Dr. Julia Silge InteRview

Today I interviewed Dr. Julia Silge, the creator of janeaustenr::, tidytext::, qualtRics::, and author of Text Mining with R. I’m still recovering from a hand surgery, and this time the interview was done by using a voice-to-text app and email.


1. Why do you use R? I came to R when I was transitioning into data science as a career, after working in academia and ed tech. My programming experience at the time was a real mix of everything from C to awk to HTML but I was not professionally proficient in modern data science tooling. Basically I had the right academic background for a data scientist title but not the right specific technical toolkit. As I worked to update that toolkit, I learned some of both Python and R. Both are fantastic languages with different strengths. The main reason that R really hit the right note for me was the tidyverse and its functional programming flavor. This was about 2015 and I learned R “tidyverse first”; this programming idiom enabled me to become effective faster than basically anything I have experienced over my technical career.

2. Do you consider reproducible research a gold standard or an impossible dream? In my real-world work, the more I have adopted goals and practices around reproducible workflows, the more peaceful and happy I and my coworkers have been. These are truly practices that help everybody involved and reduce pain so I am a believer! On the other hand, I saw a really interesting talk at JSM in 2018 by Victoria Stodden about the limits of reproducibility from a computational standpoint. She emphasized how our tools (yes, even tools like Docker) are deeply imperfect.

3. How did you get the idea of creating janeaustenr:: and its successors in the NLP world? Specifically for janeaustenr, I was interested in learning how to build an R package and I had been using the text of Jane Austen’s novels in some of my first data science blog posts, so putting together a small data package was a good fit. In my opinion, often the best ideas for packages come from a real need an individual user has, who is then motivated to build the very thing they need! This is a big part of how tidytext also came to be as well; I spoke in more detail about this with Kelly O’Briant for the rOpenSci blog.

4. What kind of contributions would you like to see from the community to make NLP in R even better? As two examples, I’m really excited about the work that Emil Hvitfeldt is doing right now in textrecipes and that Ken Benoit and collaborators are doing with their quanteda.textmodels package. Machine learning for text in R is an area that is really active right now and the work coming out is so exciting to watch. There are multiple aspects that are great: how focused on the user experience the developers are, the high level of cooperation and openness I see, and how thoughtfully these solutions are being crafted for the text domain.

5. How can data scientists properly help to fight COVID19? I’ve seen both good and bad analysis and I’m sure that you have a thing or two to say with your science background. Well, the last thing we talked about speaks to this a lot, I think. I am an astrophysicist by training, I have a particular interest in NLP now, and my title is currently software engineer. I am a bit of a generalist. I don’t want to be flippant and only say, “Wash you hands and stay home,” but I do think it’s wise to think through how we can use our existing relationships, roles, and vocations to bring hope and renewal during this pandemic, instead of appropriating someone else’s role or expertise.

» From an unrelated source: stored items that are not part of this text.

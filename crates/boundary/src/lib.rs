//! Marshaling primitives for the host side of a wasm interop boundary.
//!
//! Nothing in here knows about a wasm engine. The runtime crate adapts its
//! store and exports to [`GuestHeap`] and drives these types from its shims.

mod codec;
mod error;
mod handle;
mod view;

pub use codec::{GuestHeap, GuestSlice, Utf8Decoder, encode_str};
pub use error::{BoundaryError, Result};
pub use handle::{Handle, HandleTable};
pub use view::{MemoryView, MemoryViews};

6. Can you tell me about a use case of your packages that amazed you? About two weeks ago, I got an email from someone who works in a school district, expressing thanks for the work on the rOpenSci qualtRics package that I maintain. He said he was using the package to help his school district make data-informed decisions about online learning and other tough decisions during this global pandemic. I was quite literally overwhelmed, because this note came during what was a tough week for me during these uncertain times. I was amazed that this open source work I had done was making a difference.

7. What do you consider that we can do as a community to fight gender wage imbalance in our industry? my former dogmatic economist colleagues from college say that “markets don’t discriminate”, I don’t buy that. I think we have plenty of evidence that labor markets are not efficient all the time, so I’m not too worried about folks who make such arguments. At the end of last year, I published some modeling based on Stack Overflow data that provides evidence for how more experienced women who code earn less for the same work, and how having dependents is associated with lower salary only for women. This fits in with other research addressing why women leave tech at higher rates (inability to advance, lower pay, unfair treatment). The big key to increased fairness and diversity in tech is supporting folks from underrepresented groups as they progress in their careers to more senior levels. The actions steps in this piece by Rachel Thomas are excellent.

8. What would you recommend for people from academia who are moving to industry? I am very happy that I work in industry now; I love seeing impact from my work on a short timescale and having flexibility in finding an employer that is a good fit for my values and preferences. The skills and signals of competence in industry are somewhat different than in academia, but it’s important for folks in academia to know that their skills are valuable. The important step is to build out a professional persona that communicates competence clearly, through signals like building a data science portfolio, networking and giving talks, or open source contributions (instead of signals like publishing papers). It looks like the hiring market may be especially tough in upcoming months due to global financial conditions, so resilience and commitment will be even more necessary during what can be a challenging transition.